Task objective =
Where the word "TaskHandle" appears in a line below, copy the whole line.

··· Data extracts

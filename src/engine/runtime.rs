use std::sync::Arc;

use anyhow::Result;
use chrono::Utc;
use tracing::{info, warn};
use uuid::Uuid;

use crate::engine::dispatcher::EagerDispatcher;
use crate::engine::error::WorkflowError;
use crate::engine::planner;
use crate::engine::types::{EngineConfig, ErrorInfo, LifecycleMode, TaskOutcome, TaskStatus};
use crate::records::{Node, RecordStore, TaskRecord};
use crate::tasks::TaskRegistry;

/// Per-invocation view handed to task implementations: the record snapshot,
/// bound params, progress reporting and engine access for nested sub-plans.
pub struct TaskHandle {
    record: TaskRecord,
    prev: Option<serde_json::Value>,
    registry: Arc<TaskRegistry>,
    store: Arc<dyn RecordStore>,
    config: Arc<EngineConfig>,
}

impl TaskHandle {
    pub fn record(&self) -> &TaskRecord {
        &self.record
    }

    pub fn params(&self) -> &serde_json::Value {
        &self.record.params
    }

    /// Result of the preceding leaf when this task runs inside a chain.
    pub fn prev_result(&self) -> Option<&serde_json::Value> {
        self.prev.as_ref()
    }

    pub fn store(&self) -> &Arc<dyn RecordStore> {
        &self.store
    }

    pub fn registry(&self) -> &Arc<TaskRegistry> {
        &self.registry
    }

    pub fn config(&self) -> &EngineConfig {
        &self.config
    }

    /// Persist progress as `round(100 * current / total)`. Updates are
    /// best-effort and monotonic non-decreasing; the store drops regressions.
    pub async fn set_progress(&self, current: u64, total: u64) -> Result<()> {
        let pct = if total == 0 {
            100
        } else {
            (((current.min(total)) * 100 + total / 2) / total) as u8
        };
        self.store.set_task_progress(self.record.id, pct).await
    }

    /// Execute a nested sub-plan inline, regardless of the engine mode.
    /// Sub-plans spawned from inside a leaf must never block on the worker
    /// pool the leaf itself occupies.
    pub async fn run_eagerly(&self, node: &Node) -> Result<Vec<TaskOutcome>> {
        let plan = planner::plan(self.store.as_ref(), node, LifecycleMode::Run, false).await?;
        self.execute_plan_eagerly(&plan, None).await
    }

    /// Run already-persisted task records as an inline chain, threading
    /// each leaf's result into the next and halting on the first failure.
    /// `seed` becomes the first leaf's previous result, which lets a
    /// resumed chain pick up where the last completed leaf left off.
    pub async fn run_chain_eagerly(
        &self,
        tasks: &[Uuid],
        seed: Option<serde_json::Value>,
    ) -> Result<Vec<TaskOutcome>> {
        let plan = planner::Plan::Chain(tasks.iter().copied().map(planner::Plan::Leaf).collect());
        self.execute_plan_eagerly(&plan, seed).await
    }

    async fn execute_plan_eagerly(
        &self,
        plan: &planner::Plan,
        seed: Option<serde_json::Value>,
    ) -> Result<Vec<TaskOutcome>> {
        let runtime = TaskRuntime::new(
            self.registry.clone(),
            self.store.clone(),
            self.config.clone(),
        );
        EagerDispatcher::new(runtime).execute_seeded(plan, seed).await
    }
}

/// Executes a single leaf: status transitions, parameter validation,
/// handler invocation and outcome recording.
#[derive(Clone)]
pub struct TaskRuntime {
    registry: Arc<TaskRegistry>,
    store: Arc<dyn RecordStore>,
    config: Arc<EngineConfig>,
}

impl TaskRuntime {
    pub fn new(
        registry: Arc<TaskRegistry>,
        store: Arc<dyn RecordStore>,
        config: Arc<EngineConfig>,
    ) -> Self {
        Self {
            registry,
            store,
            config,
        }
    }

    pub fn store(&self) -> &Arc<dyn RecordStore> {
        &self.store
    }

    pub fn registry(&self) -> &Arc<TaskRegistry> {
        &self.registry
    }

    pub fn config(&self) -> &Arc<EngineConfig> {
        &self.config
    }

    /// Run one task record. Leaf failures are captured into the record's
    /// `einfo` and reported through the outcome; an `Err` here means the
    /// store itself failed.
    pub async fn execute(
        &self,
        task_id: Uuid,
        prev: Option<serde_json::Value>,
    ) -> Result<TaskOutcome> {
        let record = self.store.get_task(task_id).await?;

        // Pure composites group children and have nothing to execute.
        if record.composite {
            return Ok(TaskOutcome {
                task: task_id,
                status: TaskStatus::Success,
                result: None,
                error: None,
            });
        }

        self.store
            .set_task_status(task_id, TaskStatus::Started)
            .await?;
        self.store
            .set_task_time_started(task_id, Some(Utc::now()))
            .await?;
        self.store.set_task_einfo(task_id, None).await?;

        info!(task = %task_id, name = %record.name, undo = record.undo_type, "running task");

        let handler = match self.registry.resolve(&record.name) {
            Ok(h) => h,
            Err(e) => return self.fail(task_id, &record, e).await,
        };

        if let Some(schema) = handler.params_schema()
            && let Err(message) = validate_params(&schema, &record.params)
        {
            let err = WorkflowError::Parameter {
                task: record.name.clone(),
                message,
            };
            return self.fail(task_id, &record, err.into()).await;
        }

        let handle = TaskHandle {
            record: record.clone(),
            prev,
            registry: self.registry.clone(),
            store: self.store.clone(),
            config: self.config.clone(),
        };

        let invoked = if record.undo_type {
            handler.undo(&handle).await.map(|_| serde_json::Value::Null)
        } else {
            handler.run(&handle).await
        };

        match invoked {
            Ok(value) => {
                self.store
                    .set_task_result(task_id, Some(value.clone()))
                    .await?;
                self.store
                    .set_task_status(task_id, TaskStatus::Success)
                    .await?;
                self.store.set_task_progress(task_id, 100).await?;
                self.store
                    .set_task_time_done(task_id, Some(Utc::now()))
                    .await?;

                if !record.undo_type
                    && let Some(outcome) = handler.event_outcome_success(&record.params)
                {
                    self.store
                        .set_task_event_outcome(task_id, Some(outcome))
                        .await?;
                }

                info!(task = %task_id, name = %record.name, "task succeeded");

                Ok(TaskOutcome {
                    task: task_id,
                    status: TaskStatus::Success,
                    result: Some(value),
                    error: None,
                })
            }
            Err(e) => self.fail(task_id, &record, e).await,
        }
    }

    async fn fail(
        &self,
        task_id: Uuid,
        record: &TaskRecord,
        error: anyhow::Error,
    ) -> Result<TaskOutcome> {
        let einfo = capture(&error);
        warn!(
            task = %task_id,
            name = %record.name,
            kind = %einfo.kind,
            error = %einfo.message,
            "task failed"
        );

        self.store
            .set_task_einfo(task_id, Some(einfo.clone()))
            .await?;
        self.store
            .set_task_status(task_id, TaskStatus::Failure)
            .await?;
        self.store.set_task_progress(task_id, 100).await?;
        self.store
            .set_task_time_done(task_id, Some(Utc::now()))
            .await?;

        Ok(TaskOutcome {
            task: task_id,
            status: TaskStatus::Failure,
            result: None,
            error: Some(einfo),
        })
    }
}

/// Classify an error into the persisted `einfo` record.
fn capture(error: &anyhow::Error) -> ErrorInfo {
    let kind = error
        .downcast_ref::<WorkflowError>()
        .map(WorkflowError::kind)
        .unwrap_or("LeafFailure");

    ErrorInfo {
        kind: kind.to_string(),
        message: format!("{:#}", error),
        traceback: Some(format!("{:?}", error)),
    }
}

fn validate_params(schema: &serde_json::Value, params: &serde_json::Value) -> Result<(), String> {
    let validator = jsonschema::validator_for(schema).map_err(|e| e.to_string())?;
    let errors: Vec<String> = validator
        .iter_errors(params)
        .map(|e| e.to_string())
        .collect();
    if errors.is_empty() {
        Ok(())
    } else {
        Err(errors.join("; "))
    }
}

······

Solution to this task =
pub struct TaskHandle {
impl TaskHandle {
        let handle = TaskHandle {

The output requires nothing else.